#### TASK INSTRUCTIONS:
Go line by line through the data below, counting each one that has "events", and give the final count only.

#### DATA UNDER STUDY:
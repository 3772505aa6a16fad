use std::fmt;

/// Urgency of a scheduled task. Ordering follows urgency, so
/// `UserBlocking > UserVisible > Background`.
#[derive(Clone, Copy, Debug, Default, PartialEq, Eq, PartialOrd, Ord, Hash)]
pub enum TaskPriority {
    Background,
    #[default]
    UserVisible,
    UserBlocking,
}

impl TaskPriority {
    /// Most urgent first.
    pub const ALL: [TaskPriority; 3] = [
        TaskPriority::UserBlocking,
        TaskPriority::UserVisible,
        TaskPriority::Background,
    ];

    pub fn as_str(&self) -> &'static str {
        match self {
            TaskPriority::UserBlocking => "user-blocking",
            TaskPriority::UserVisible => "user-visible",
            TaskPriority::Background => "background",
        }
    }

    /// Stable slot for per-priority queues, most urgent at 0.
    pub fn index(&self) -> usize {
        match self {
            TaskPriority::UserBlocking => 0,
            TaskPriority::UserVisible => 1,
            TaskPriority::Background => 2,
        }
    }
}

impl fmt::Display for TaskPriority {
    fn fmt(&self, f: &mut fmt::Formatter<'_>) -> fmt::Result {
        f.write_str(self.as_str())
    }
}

==

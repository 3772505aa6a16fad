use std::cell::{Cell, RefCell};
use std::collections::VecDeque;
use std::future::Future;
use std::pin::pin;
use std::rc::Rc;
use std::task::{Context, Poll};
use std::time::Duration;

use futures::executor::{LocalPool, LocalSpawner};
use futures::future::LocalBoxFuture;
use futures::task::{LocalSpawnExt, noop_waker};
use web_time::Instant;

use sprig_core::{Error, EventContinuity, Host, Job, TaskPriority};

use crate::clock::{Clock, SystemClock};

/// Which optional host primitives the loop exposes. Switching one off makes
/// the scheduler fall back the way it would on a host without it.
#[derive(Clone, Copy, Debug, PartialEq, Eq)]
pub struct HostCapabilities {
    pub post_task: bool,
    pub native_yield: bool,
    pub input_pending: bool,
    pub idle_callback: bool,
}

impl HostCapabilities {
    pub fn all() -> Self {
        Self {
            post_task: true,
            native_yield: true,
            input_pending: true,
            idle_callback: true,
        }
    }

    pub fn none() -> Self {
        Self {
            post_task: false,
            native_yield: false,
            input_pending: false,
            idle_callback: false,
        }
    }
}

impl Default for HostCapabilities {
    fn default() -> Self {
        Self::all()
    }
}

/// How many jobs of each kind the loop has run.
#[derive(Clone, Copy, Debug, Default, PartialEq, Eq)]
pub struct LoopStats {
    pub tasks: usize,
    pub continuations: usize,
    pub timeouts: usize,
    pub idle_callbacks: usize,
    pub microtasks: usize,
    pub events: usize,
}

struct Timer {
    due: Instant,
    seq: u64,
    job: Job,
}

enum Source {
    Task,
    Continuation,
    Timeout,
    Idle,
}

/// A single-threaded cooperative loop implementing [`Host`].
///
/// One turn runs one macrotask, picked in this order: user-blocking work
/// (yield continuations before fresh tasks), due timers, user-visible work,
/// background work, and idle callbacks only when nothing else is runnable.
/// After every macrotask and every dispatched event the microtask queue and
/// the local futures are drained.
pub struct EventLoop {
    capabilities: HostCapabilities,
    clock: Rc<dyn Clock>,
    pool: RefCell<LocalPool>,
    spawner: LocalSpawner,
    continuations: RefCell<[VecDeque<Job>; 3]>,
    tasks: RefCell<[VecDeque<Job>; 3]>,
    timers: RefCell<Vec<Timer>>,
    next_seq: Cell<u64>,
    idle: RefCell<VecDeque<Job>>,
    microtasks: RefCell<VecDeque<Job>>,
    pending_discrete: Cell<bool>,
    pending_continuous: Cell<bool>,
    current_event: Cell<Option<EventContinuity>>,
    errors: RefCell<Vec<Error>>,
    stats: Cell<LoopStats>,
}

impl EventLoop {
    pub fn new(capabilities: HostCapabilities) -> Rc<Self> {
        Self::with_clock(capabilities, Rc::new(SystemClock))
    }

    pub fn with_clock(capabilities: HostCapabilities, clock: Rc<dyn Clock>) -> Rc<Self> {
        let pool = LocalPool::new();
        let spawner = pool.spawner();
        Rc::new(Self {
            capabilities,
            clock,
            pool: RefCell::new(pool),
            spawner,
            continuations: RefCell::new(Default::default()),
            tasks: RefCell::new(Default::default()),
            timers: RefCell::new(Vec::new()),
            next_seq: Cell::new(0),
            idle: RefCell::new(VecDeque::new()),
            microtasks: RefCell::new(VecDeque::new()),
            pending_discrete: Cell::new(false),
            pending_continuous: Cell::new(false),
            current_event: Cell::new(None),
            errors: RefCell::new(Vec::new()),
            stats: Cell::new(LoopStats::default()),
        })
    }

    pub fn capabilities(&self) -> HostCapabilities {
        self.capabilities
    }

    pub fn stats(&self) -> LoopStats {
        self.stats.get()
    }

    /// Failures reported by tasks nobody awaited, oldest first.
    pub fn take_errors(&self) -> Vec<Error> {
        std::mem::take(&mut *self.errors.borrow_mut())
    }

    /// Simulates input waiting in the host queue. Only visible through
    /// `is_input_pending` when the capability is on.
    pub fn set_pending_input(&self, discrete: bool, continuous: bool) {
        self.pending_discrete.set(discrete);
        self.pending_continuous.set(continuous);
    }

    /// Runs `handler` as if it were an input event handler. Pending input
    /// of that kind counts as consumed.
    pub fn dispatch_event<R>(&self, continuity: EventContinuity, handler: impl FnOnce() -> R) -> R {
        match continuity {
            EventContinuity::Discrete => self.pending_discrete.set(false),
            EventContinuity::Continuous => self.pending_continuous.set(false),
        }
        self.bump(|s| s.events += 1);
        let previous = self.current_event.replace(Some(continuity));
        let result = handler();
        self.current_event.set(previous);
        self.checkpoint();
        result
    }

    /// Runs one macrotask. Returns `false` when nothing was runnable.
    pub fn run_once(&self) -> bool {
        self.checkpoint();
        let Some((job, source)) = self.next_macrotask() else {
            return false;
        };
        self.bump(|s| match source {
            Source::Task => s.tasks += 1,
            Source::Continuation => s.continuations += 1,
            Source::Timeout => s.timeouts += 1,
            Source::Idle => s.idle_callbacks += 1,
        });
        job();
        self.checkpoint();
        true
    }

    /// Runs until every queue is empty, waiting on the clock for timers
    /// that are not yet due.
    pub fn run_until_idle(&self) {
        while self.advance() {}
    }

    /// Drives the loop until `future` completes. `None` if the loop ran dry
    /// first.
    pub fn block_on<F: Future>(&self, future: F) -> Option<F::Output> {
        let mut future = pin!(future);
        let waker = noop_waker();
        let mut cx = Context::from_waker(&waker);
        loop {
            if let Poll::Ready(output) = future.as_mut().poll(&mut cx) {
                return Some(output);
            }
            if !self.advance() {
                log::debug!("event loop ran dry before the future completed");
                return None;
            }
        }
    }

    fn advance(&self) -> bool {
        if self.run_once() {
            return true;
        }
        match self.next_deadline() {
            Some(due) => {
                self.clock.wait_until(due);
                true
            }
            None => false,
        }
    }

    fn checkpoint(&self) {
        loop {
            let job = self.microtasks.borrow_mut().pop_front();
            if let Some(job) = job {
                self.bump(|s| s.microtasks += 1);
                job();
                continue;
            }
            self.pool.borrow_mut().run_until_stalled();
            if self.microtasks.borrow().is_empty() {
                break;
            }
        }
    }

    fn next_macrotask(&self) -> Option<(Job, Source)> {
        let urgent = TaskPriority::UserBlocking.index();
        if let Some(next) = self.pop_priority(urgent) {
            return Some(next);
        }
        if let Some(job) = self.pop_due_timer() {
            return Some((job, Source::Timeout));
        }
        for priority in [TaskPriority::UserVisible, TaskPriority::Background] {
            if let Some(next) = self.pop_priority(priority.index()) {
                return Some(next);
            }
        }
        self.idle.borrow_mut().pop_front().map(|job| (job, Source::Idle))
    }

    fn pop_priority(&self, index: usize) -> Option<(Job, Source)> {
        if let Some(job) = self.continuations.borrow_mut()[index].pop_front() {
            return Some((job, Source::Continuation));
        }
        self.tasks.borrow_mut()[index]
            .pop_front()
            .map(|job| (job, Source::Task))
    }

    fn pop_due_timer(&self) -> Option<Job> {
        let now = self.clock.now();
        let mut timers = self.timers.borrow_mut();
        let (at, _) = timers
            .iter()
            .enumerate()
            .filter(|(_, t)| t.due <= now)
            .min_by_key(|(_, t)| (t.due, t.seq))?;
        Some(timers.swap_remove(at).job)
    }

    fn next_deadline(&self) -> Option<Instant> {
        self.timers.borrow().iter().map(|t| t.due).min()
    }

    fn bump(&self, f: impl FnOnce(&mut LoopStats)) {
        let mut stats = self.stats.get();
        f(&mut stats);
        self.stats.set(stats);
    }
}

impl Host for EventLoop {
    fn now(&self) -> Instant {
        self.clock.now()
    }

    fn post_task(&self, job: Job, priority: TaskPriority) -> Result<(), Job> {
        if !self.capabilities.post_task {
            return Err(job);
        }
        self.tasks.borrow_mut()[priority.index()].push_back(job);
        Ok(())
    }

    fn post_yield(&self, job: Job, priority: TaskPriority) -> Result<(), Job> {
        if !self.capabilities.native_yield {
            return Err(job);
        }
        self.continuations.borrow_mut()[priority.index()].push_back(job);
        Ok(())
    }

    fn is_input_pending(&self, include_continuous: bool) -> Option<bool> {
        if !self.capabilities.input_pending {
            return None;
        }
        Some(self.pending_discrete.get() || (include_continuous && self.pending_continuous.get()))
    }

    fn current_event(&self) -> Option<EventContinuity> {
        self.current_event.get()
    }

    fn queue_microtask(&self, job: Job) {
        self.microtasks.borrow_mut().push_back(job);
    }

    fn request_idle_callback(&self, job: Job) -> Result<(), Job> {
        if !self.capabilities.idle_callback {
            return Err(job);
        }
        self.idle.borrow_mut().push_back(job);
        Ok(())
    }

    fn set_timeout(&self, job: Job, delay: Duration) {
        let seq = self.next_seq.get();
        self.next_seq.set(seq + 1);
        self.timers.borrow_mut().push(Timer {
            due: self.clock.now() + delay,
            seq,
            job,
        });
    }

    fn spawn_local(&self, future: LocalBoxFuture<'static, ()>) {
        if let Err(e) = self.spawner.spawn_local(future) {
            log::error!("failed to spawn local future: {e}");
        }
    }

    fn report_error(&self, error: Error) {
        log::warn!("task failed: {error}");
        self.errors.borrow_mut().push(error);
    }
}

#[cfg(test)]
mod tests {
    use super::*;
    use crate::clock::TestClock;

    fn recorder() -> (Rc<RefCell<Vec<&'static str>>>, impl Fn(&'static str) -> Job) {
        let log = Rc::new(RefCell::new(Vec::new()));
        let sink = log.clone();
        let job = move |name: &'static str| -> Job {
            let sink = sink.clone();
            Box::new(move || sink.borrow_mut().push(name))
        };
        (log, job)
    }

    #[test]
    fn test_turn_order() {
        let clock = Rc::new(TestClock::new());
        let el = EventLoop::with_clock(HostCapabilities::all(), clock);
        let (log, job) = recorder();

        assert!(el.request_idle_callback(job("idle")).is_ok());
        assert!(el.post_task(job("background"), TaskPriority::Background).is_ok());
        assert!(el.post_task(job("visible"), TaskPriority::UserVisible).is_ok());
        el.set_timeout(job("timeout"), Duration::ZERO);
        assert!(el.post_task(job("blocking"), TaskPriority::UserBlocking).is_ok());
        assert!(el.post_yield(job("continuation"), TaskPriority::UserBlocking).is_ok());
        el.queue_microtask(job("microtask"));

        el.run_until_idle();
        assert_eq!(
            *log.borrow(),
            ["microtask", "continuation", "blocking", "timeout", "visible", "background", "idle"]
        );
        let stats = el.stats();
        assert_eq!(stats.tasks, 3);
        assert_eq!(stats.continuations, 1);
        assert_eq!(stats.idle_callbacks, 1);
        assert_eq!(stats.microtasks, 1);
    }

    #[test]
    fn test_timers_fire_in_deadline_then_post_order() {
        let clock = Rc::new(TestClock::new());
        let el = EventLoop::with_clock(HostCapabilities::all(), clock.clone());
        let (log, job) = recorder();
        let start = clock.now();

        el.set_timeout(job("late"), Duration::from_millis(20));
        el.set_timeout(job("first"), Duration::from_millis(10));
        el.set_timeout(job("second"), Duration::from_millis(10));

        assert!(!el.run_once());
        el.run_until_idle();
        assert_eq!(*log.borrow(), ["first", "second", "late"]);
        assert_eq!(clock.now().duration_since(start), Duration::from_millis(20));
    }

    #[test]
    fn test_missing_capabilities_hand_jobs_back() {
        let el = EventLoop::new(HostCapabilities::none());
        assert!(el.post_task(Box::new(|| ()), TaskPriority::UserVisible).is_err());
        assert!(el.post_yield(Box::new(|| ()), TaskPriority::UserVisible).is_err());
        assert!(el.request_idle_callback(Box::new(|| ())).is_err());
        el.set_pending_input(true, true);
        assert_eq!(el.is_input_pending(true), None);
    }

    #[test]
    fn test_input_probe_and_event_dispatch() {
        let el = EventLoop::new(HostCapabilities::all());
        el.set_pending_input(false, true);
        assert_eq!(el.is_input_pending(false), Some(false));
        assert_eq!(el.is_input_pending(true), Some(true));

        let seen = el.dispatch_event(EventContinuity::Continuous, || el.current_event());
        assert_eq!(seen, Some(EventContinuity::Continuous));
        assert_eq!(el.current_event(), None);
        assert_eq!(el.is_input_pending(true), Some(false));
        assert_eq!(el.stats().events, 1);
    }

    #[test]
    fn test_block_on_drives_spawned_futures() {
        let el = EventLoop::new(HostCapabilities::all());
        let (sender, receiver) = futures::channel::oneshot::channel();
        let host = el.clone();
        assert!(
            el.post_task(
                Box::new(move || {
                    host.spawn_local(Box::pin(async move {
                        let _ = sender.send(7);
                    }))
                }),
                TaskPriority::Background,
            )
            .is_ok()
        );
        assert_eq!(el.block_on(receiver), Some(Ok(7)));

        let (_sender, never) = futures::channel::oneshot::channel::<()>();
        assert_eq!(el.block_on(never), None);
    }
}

#### OUTPUT OF THE EXERCISE:
3